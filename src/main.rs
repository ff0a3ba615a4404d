use anyhow::{bail, Context, Result};
use clap::{Args, Parser, Subcommand};
use std::path::{Path, PathBuf};
use std::sync::Arc;
use tracing::info;

use recipe_engine::{
    config::EngineConfig,
    logging::init_logging,
    models::{Recipe, RecipeStep, Row, RunOptions, Value, WriteBackStrategy},
    pipeline::RecipeEngine,
    upsert::{BatchUpserter, BoardWriteBack, ExportWriteBack, HttpBoardClient, StrategyRouter},
};

#[derive(Parser)]
#[command(name = "recipe-engine")]
#[command(version)]
#[command(about = "Normalize tabular rows with a recipe and write them back to a board")]
struct Cli {
    /// Configuration file path
    #[arg(short, long, global = true)]
    config: Option<PathBuf>,

    #[command(subcommand)]
    command: Command,
}

#[derive(Subcommand)]
enum Command {
    /// Dry run: print transformed rows, diff and findings
    Preview(RunArgs),
    /// Run every step including write-back
    Execute {
        #[command(flatten)]
        run: RunArgs,

        /// Board API token, required for external_upsert steps
        #[arg(long, env = "BOARD_API_TOKEN", hide_env_values = true)]
        token: Option<String>,

        /// Where export steps write their CSV (stdout when omitted)
        #[arg(long, value_name = "FILE")]
        export_to: Option<PathBuf>,
    },
    /// Print the effective configuration
    Config,
}

#[derive(Args)]
struct RunArgs {
    /// Recipe JSON file
    #[arg(short, long)]
    recipe: PathBuf,

    /// Input rows: a JSON array of objects, or a CSV file with a header
    #[arg(long)]
    rows: PathBuf,

    /// Caller is entitled to fuzzy dedupe
    #[arg(long)]
    allow_fuzzy: bool,
}

#[tokio::main]
async fn main() -> Result<()> {
    let cli = Cli::parse();

    let config = EngineConfig::load(cli.config.as_deref())?;
    init_logging(&config.logging);
    info!("Starting recipe-engine v{}", env!("CARGO_PKG_VERSION"));

    let engine = RecipeEngine::with_fuzzy_threshold(config.dedupe.default_threshold);

    match cli.command {
        Command::Config => {
            print!("{}", config.to_toml_string()?);
        }
        Command::Preview(args) => {
            let (recipe, rows) = load_inputs(&args).await?;
            let result = engine
                .preview(&recipe, &rows, RunOptions::with_fuzzy(args.allow_fuzzy))
                .await?;
            println!("{}", serde_json::to_string_pretty(&result)?);
        }
        Command::Execute {
            run,
            token,
            export_to,
        } => {
            let (recipe, rows) = load_inputs(&run).await?;
            recipe.check_write_back_ready()?;

            let board = if uses_strategy(&recipe, WriteBackStrategy::ExternalUpsert) {
                let Some(token) = token else {
                    bail!("external_upsert needs a board token (--token or BOARD_API_TOKEN)");
                };
                let client = HttpBoardClient::new(token, &config.board)?;
                Some(BoardWriteBack::new(BatchUpserter::new(
                    Arc::new(client),
                    config.upsert.clone(),
                )))
            } else {
                None
            };
            let export = ExportWriteBack::new();

            let mut router = StrategyRouter::new().export(&export);
            if let Some(board) = &board {
                router = router.upsert(board);
            }

            let result = engine
                .execute(&recipe, &rows, RunOptions::with_fuzzy(run.allow_fuzzy), &router)
                .await?;

            if let Some(csv) = export.output() {
                match &export_to {
                    Some(path) => tokio::fs::write(path, csv)
                        .await
                        .with_context(|| format!("writing export to {}", path.display()))?,
                    None => print!("{csv}"),
                }
            }
            let upsert = board.as_ref().and_then(BoardWriteBack::last_result);
            println!(
                "{}",
                serde_json::to_string_pretty(&serde_json::json!({
                    "result": result,
                    "upsert": upsert,
                }))?
            );
        }
    }

    Ok(())
}

fn uses_strategy(recipe: &Recipe, strategy: WriteBackStrategy) -> bool {
    recipe
        .steps
        .iter()
        .any(|step| matches!(step, RecipeStep::WriteBack(c) if c.strategy == strategy))
}

async fn load_inputs(args: &RunArgs) -> Result<(Recipe, Vec<Row>)> {
    let recipe_json = tokio::fs::read_to_string(&args.recipe)
        .await
        .with_context(|| format!("reading recipe {}", args.recipe.display()))?;
    let recipe = Recipe::from_json(&recipe_json)?;

    let rows = read_rows(&args.rows).await?;
    info!(
        "Loaded recipe '{}' v{} and {} rows",
        recipe.name,
        recipe.version,
        rows.len()
    );
    Ok((recipe, rows))
}

async fn read_rows(path: &Path) -> Result<Vec<Row>> {
    let text = tokio::fs::read_to_string(path)
        .await
        .with_context(|| format!("reading rows {}", path.display()))?;

    let is_csv = path
        .extension()
        .is_some_and(|ext| ext.eq_ignore_ascii_case("csv"));
    if !is_csv {
        return serde_json::from_str(&text)
            .with_context(|| format!("{} is not a JSON array of objects", path.display()));
    }

    let mut reader = csv::Reader::from_reader(text.as_bytes());
    let headers = reader.headers()?.clone();
    let mut rows = Vec::new();
    for record in reader.records() {
        let record = record?;
        let row: Row = headers
            .iter()
            .zip(record.iter())
            .map(|(field, value)| (field.to_string(), Value::String(value.to_string())))
            .collect();
        rows.push(row);
    }
    Ok(rows)
}
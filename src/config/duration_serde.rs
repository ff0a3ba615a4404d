//! Human-readable durations in configuration ("300ms", "5s", "1m30s")

use serde::de::{self, Visitor};
use serde::{Deserializer, Serializer};
use std::{fmt, time::Duration};

pub fn serialize<S>(duration: &Duration, serializer: S) -> Result<S::Ok, S::Error>
where
    S: Serializer,
{
    let duration_str = humantime::format_duration(*duration).to_string();
    serializer.serialize_str(&duration_str)
}

pub fn deserialize<'de, D>(deserializer: D) -> Result<Duration, D::Error>
where
    D: Deserializer<'de>,
{
    struct DurationVisitor;

    impl<'de> Visitor<'de> for DurationVisitor {
        type Value = Duration;

        fn expecting(&self, formatter: &mut fmt::Formatter) -> fmt::Result {
            formatter.write_str("a duration as milliseconds (number) or human-readable string (e.g. '300ms', '5s')")
        }

        fn visit_u64<E>(self, millis: u64) -> Result<Self::Value, E>
        where
            E: de::Error,
        {
            Ok(Duration::from_millis(millis))
        }

        fn visit_i64<E>(self, millis: i64) -> Result<Self::Value, E>
        where
            E: de::Error,
        {
            u64::try_from(millis)
                .map(Duration::from_millis)
                .map_err(|_| de::Error::custom(format!("Negative duration: {millis}")))
        }

        fn visit_str<E>(self, value: &str) -> Result<Self::Value, E>
        where
            E: de::Error,
        {
            humantime::parse_duration(value.trim())
                .map_err(|e| de::Error::custom(format!("Invalid duration '{value}': {e}")))
        }
    }

    deserializer.deserialize_any(DurationVisitor)
}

[What is needed]: Wherever the word "record" appears in the listing above, copy the whole line.

[Exercise answer]:
    for record in reader.records() {
        let record = record?;
            .zip(record.iter())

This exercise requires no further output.